According to USA Today:

The inquiry, the official said, will seek to determine whether the disclosure represented a breach from the outside or a leak from inside the organization. A separate review will attempt to assess the damage caused by such a disclosure, the official said.

Even Democratic representative Ted Lieu, who has been urging whistleblowers to come forward to expose wrongdoing within the Trump administration, has turned his focus away from what the documents exposed and toward determining how it could have possibly happened.

“I am deeply disturbed by the allegation that the CIA lost its arsenal of hacking tools,” he said while calling for an investigation. “The ramifications could be devastating. I am calling for an immediate congressional investigation. We need to know if the CIA lost control of its hacking tools, who may have those tools, and how do we now protect the privacy of Americans.”

According to Lieu’s statements, the problem isn’t necessarily that the CIA is spying on Americans and invading innocent people’s technology without consent. It’s that the CIA mishandled their spying tools, and in doing so, endangered Americans’ privacy by exposing the tools to presumably ‘bad actors.’ The problem isn’t the corrupt agency violating basic privacy rights, but that they weren’t skillful enough to keep their corruption under wraps.

So goes the familiar whistleblower narrative in the United States. Whistleblowers step forward to expose wrongdoing on the part of government — something the government claims to support — and immediately, establishment institutions and the media bend the conversation away from the wrongdoing in order to focus on the unlawful release of secrets.

Putting aside the fact that, according to popular American mythology breaking the law is a patriotic duty, the government and politicians’ reactions are both hypocritical and habitual.

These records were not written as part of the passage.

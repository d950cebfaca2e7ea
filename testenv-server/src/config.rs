use serde::Deserialize;
use std::env::{self, VarError};
use std::path::Path;
use std::time::Duration;
use testenv_common::{HarnessError, PortRange, Result, LOCALHOST, MAX_PROBE_ATTEMPTS, PROBE_TIMEOUT_MS};

/// Environment variable overriding the allocator's port range, formatted `min-max`.
pub const PORT_RANGE_ENV: &str = "TESTENV_PORT_RANGE";

/// Port allocator settings.
///
/// Every field is optional in JSON; missing fields take the defaults below.
///
/// ```json
/// { "range": [9000, 9100], "max_attempts": 50, "probe_timeout_ms": 500, "host": "127.0.0.1" }
/// ```
#[derive(Debug, Clone, PartialEq, Eq, Deserialize)]
#[serde(default, deny_unknown_fields)]
pub struct AllocatorConfig {
    pub range: PortRange,
    pub max_attempts: u32,
    pub probe_timeout_ms: u64,
    /// Host that candidate ports are probed on.
    pub host: String,
}

impl Default for AllocatorConfig {
    fn default() -> Self {
        Self {
            range: PortRange::DEFAULT,
            max_attempts: MAX_PROBE_ATTEMPTS,
            probe_timeout_ms: PROBE_TIMEOUT_MS,
            host: LOCALHOST.to_string(),
        }
    }
}

impl AllocatorConfig {
    pub fn with_range(mut self, range: PortRange) -> Self {
        self.range = range;
        self
    }

    pub fn probe_timeout(&self) -> Duration {
        Duration::from_millis(self.probe_timeout_ms)
    }

    pub fn from_json_str(json: &str) -> Result<Self> {
        let config: Self =
            serde_json::from_str(json).map_err(|e| HarnessError::Config(format!("malformed allocator config: {e}")))?;
        config.validate()
    }

    pub fn from_json_file(path: impl AsRef<Path>) -> Result<Self> {
        let path = path.as_ref();
        let json = std::fs::read_to_string(path)
            .map_err(|e| HarnessError::Config(format!("cannot read {}: {e}", path.display())))?;
        Self::from_json_str(&json)
    }

    /// Defaults, with the range taken from `TESTENV_PORT_RANGE` when set.
    pub fn from_env() -> Result<Self> {
        match env::var(PORT_RANGE_ENV) {
            Ok(value) => Self::default().with_range_override(Some(value.as_str())),
            Err(VarError::NotPresent) => Ok(Self::default()),
            Err(e) => Err(HarnessError::Config(format!("{PORT_RANGE_ENV}: {e}"))),
        }
    }

    /// Replace the range with `value` parsed as `min-max`; `None` keeps the current one.
    pub fn with_range_override(self, value: Option<&str>) -> Result<Self> {
        match value {
            None => Ok(self),
            Some(raw) => Ok(self.with_range(raw.parse()?)),
        }
    }

    fn validate(self) -> Result<Self> {
        if self.max_attempts == 0 {
            return Err(HarnessError::Config("max_attempts must be at least 1".to_string()));
        }
        if self.probe_timeout_ms == 0 {
            return Err(HarnessError::Config("probe_timeout_ms must be at least 1".to_string()));
        }
        if self.host.is_empty() {
            return Err(HarnessError::Config("host must not be empty".to_string()));
        }
        Ok(self)
    }
}
use crate::{HarnessError, Result, LOCALHOST};
use std::fmt;
use url::Url;

/// Where a test server lives: `scheme://host:port[/prefix]`.
///
/// Immutable once built. Request URLs are derived from it with [`BaseAddress::join`].
#[derive(Debug, Clone, PartialEq, Eq)]
pub struct BaseAddress {
    scheme: String,
    host: String,
    port: u16,
    /// Always starts with `/` and never ends with one.
    path_prefix: Option<String>,
}

impl BaseAddress {
    pub fn new(scheme: &str, host: &str, port: u16, path_prefix: Option<&str>) -> Result<Self> {
        if scheme.is_empty() {
            return Err(HarnessError::InvalidBaseAddress("scheme is empty".to_string()));
        }
        if host.is_empty() {
            return Err(HarnessError::InvalidBaseAddress("host is empty".to_string()));
        }
        if port == 0 {
            return Err(HarnessError::InvalidBaseAddress("port must be non-zero".to_string()));
        }
        Ok(Self {
            scheme: scheme.to_string(),
            host: host.to_string(),
            port,
            path_prefix: path_prefix.and_then(normalize_prefix),
        })
    }

    /// `http://localhost:<port>` with no path prefix.
    pub fn localhost(port: u16) -> Result<Self> {
        Self::new("http", LOCALHOST, port, None)
    }

    /// Parse a URL such as `http://localhost:8090/test`.
    /// A missing port falls back to the scheme's well-known default.
    pub fn parse(input: &str) -> Result<Self> {
        let url = Url::parse(input).map_err(|e| HarnessError::InvalidBaseAddress(format!("{input}: {e}")))?;
        let host = url
            .host_str()
            .ok_or_else(|| HarnessError::InvalidBaseAddress(format!("{input}: missing host")))?;
        let port = url
            .port_or_known_default()
            .ok_or_else(|| HarnessError::InvalidBaseAddress(format!("{input}: missing port")))?;
        Self::new(url.scheme(), host, port, Some(url.path()))
    }

    pub fn scheme(&self) -> &str {
        &self.scheme
    }

    pub fn host(&self) -> &str {
        &self.host
    }

    /// Host in the form socket APIs accept (IPv6 literals without brackets).
    pub fn socket_host(&self) -> &str {
        self.host.trim_start_matches('[').trim_end_matches(']')
    }

    pub fn port(&self) -> u16 {
        self.port
    }

    pub fn path_prefix(&self) -> Option<&str> {
        self.path_prefix.as_deref()
    }

    /// Append `path` to this address with exactly one `/` at the join.
    pub fn join(&self, path: &str) -> String {
        format!("{}/{}", self, path.trim_start_matches('/'))
    }
}

impl fmt::Display for BaseAddress {
    fn fmt(&self, f: &mut fmt::Formatter<'_>) -> fmt::Result {
        write!(f, "{}://{}:{}", self.scheme, self.host, self.port)?;
        if let Some(prefix) = &self.path_prefix {
            f.write_str(prefix)?;
        }
        Ok(())
    }
}

fn normalize_prefix(prefix: &str) -> Option<String> {
    let trimmed = prefix.trim_matches('/');
    if trimmed.is_empty() {
        None
    } else {
        Some(format!("/{trimmed}"))
    }
}
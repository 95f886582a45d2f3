use axum::{
    http::StatusCode,
    response::{IntoResponse, Response},
    Json,
};
use serde_json::json;
use thiserror::Error;

use crate::middleware::current_request_id;

pub type AppResult<T> = Result<T, AppError>;

#[derive(Error, Debug)]
pub enum AppError {
    #[error("No file uploaded")]
    MissingFile,

    #[error("Only PDF files are supported")]
    UnsupportedFileType { file_name: String },

    #[error("File too large: {size}MB exceeds limit of {limit}MB")]
    FileTooLarge { size: usize, limit: usize },

    #[error("Request body exceeds limit of {limit}MB")]
    BodyTooLarge { limit: usize },

    #[error("Invalid file: {message}")]
    InvalidFile { message: String },

    #[error("Missing or invalid content type")]
    InvalidContentType,

    #[error("PDF processing error: {message}")]
    PdfExtraction { message: String },

    #[error("Empty PDF or no text extracted")]
    EmptyDocument,

    #[error("AI analysis failed: {message}")]
    ModelError { message: String },

    #[error("Request timeout")]
    Timeout,

    #[error("Validation error: {message}")]
    ValidationError { message: String },

    #[error("Configuration error: {message}")]
    ConfigError { message: String },

    #[error("Service unavailable: {service}")]
    ServiceUnavailable { service: String },

    #[error("Internal server error: {message}")]
    Internal { message: String },
}

impl AppError {
    pub fn error_code(&self) -> &'static str {
        match self {
            AppError::MissingFile => "MISSING_FILE",
            AppError::UnsupportedFileType { .. } => "UNSUPPORTED_FILE_TYPE",
            AppError::FileTooLarge { .. } => "FILE_TOO_LARGE",
            AppError::BodyTooLarge { .. } => "FILE_TOO_LARGE",
            AppError::InvalidFile { .. } => "INVALID_FILE",
            AppError::InvalidContentType => "INVALID_CONTENT_TYPE",
            AppError::PdfExtraction { .. } => "PDF_PROCESSING_ERROR",
            AppError::EmptyDocument => "EMPTY_DOCUMENT",
            AppError::ModelError { .. } => "MODEL_ERROR",
            AppError::Timeout => "REQUEST_TIMEOUT",
            AppError::ValidationError { .. } => "VALIDATION_ERROR",
            AppError::ConfigError { .. } => "CONFIG_ERROR",
            AppError::ServiceUnavailable { .. } => "SERVICE_UNAVAILABLE",
            AppError::Internal { .. } => "INTERNAL_ERROR",
        }
    }

    pub fn status_code(&self) -> StatusCode {
        match self {
            AppError::MissingFile => StatusCode::BAD_REQUEST,
            AppError::UnsupportedFileType { .. } => StatusCode::BAD_REQUEST,
            AppError::FileTooLarge { .. } => StatusCode::PAYLOAD_TOO_LARGE,
            AppError::BodyTooLarge { .. } => StatusCode::PAYLOAD_TOO_LARGE,
            AppError::InvalidFile { .. } => StatusCode::BAD_REQUEST,
            AppError::InvalidContentType => StatusCode::BAD_REQUEST,
            AppError::PdfExtraction { .. } => StatusCode::BAD_REQUEST,
            AppError::EmptyDocument => StatusCode::BAD_REQUEST,
            AppError::ModelError { .. } => StatusCode::INTERNAL_SERVER_ERROR,
            AppError::Timeout => StatusCode::REQUEST_TIMEOUT,
            AppError::ValidationError { .. } => StatusCode::BAD_REQUEST,
            AppError::ConfigError { .. } => StatusCode::INTERNAL_SERVER_ERROR,
            AppError::ServiceUnavailable { .. } => StatusCode::SERVICE_UNAVAILABLE,
            AppError::Internal { .. } => StatusCode::INTERNAL_SERVER_ERROR,
        }
    }
}

impl IntoResponse for AppError {
    fn into_response(self) -> Response {
        let status = self.status_code();
        let error_code = self.error_code();
        let message = self.to_string();
        let request_id = current_request_id();
        let timestamp = chrono::Utc::now().to_rfc3339();

        if status.is_server_error() {
            tracing::error!(
                error_code = error_code,
                status_code = %status,
                request_id = %request_id,
                error_message = %message,
                "API error occurred"
            );
        } else {
            tracing::warn!(
                error_code = error_code,
                status_code = %status,
                request_id = %request_id,
                error_message = %message,
                "Request rejected"
            );
        }

        let body = Json(json!({
            "success": false,
            "error": {
                "code": error_code,
                "message": message,
                "request_id": request_id,
                "timestamp": timestamp
            },
            "data": null
        }));

        (status, body).into_response()
    }
}

impl From<anyhow::Error> for AppError {
    fn from(err: anyhow::Error) -> Self {
        AppError::Internal {
            message: err.to_string(),
        }
    }
}

impl From<std::io::Error> for AppError {
    fn from(err: std::io::Error) -> Self {
        AppError::Internal {
            message: format!("IO error: {}", err),
        }
    }
}

impl From<serde_json::Error> for AppError {
    fn from(err: serde_json::Error) -> Self {
        AppError::ValidationError {
            message: format!("JSON parsing error: {}", err),
        }
    }
}

impl From<reqwest::Error> for AppError {
    fn from(err: reqwest::Error) -> Self {
        if err.is_timeout() {
            return AppError::Timeout;
        }
        AppError::ModelError {
            message: err.to_string(),
        }
    }
}

impl From<tokio::time::error::Elapsed> for AppError {
    fn from(_: tokio::time::error::Elapsed) -> Self {
        AppError::Timeout
    }
}

impl From<tokio::task::JoinError> for AppError {
    fn from(err: tokio::task::JoinError) -> Self {
        AppError::Internal {
            message: format!("Worker task failed: {}", err),
        }
    }
}

impl AppError {
    pub fn validation(message: impl Into<String>) -> Self {
        AppError::ValidationError {
            message: message.into(),
        }
    }

    pub fn config(message: impl Into<String>) -> Self {
        AppError::ConfigError {
            message: message.into(),
        }
    }

    pub fn service_unavailable(service: impl Into<String>) -> Self {
        AppError::ServiceUnavailable {
            service: service.into(),
        }
    }

    pub fn pdf(message: impl Into<String>) -> Self {
        AppError::PdfExtraction {
            message: message.into(),
        }
    }

    pub fn model(message: impl Into<String>) -> Self {
        AppError::ModelError {
            message: message.into(),
        }
    }
}
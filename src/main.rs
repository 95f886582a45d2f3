use tokio::net::TcpListener;
use tracing_subscriber::{layer::SubscriberExt, util::SubscriberInitExt};

use fineprint::{create_router, AppState, Config};

#[tokio::main]
async fn main() -> Result<(), Box<dyn std::error::Error>> {
    dotenvy::dotenv().ok();

    let filter = tracing_subscriber::EnvFilter::try_from_default_env()
        .unwrap_or_else(|_| "fineprint=debug,tower_http=debug,axum::rejection=trace".into());
    let registry = tracing_subscriber::registry().with(filter);

    // LOG_FORMAT=json for log shippers, human-readable otherwise
    if std::env::var("LOG_FORMAT").map(|f| f.eq_ignore_ascii_case("json")).unwrap_or(false) {
        registry.with(tracing_subscriber::fmt::layer().json()).init();
    } else {
        registry.with(tracing_subscriber::fmt::layer().with_target(false)).init();
    }

    let config = Config::from_env()?;

    tracing::info!("Starting FinePrint contract analysis service");
    tracing::info!("Max file size: {}MB", config.max_file_size_mb);
    tracing::info!("Model: {} (configured: {})", config.gemini_model, config.model_configured());

    let addr = format!("{}:{}", config.server_host, config.server_port);
    let state = AppState::with_gemini(config)?;
    let app = create_router(state);

    tracing::info!("Server listening on {}", addr);

    let listener = TcpListener::bind(&addr).await?;
    axum::serve(listener, app).await?;

    Ok(())
}
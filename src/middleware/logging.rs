use axum::{
    extract::Request,
    http::HeaderValue,
    middleware::Next,
    response::Response,
};
use std::time::Instant;
use uuid::Uuid;

pub const REQUEST_ID_HEADER: &str = "x-request-id";

tokio::task_local! {
    static REQUEST_ID: String;
}

/// Id of the request being served, or a fresh one outside the middleware.
pub fn current_request_id() -> String {
    REQUEST_ID
        .try_with(|id| id.clone())
        .unwrap_or_else(|_| Uuid::new_v4().to_string())
}

/// Tags each request with an id (reusing one supplied by the caller) and
/// echoes it on the response.
pub async fn logging_middleware(mut request: Request, next: Next) -> Response {
    let start = Instant::now();
    let method = request.method().clone();
    let uri = request.uri().clone();

    let request_id = match request.headers().get(REQUEST_ID_HEADER) {
        Some(existing) => existing.clone(),
        None => {
            let generated = HeaderValue::from_str(&Uuid::new_v4().to_string())
                .unwrap_or_else(|_| HeaderValue::from_static("unknown"));
            request.headers_mut().insert(REQUEST_ID_HEADER, generated.clone());
            generated
        }
    };
    let request_id_str = request_id.to_str().unwrap_or("unknown").to_string();

    tracing::info!(
        request_id = %request_id_str,
        method = %method,
        uri = %uri,
        "Request started"
    );

    let mut response = REQUEST_ID
        .scope(request_id_str.clone(), next.run(request))
        .await;

    let status = response.status();
    tracing::info!(
        request_id = %request_id_str,
        method = %method,
        uri = %uri,
        status = %status,
        duration_ms = %start.elapsed().as_millis(),
        "Request completed"
    );

    response.headers_mut().insert(REQUEST_ID_HEADER, request_id);
    response
}
use axum::{
    extract::State,
    http::StatusCode,
    response::Json,
};
use serde_json::{json, Value};
use tracing::info;

use crate::error::AppResult;
use crate::handlers::AppState;

/// Health check endpoint
pub async fn health_handler(State(state): State<AppState>) -> AppResult<Json<Value>> {
    let model_configured = state.generator.is_configured();

    info!(model_configured = model_configured, "Health check completed");

    // PDF extraction is in-process, so it is up whenever the server is.
    Ok(Json(json!({
        "status": "healthy",
        "timestamp": chrono::Local::now().format("%Y-%m-%dT%H:%M:%S%.6f").to_string(),
        "version": env!("CARGO_PKG_VERSION"),
        "services": {
            "pdf_processor": true,
            "model_configured": model_configured
        }
    })))
}

/// Readiness check: the service is only useful once the model is reachable.
pub async fn ready_handler(State(state): State<AppState>) -> Result<StatusCode, StatusCode> {
    if state.generator.is_configured() {
        info!("Readiness check passed");
        Ok(StatusCode::OK)
    } else {
        info!("Readiness check failed - model API key not configured");
        Err(StatusCode::SERVICE_UNAVAILABLE)
    }
}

When Chelsea Manning revealed damning evidence of U.S. war crimes in Iraq, including soldiers directly targeting Reuters news staff, the response was not to investigate who allowed those crimes (in fact, a later Pentagon manual went on to describe instances in which it’s permissible to kill journalists; that version was later retracted after outcry from reporters). Rather, Manning was subject to a military tribunal and issued multiple life sentences, a cruel and unusual punishment reversed only in President Obama’s last days in office amid his attempts to salvage his abysmal human rights, transparency, and whistleblower record.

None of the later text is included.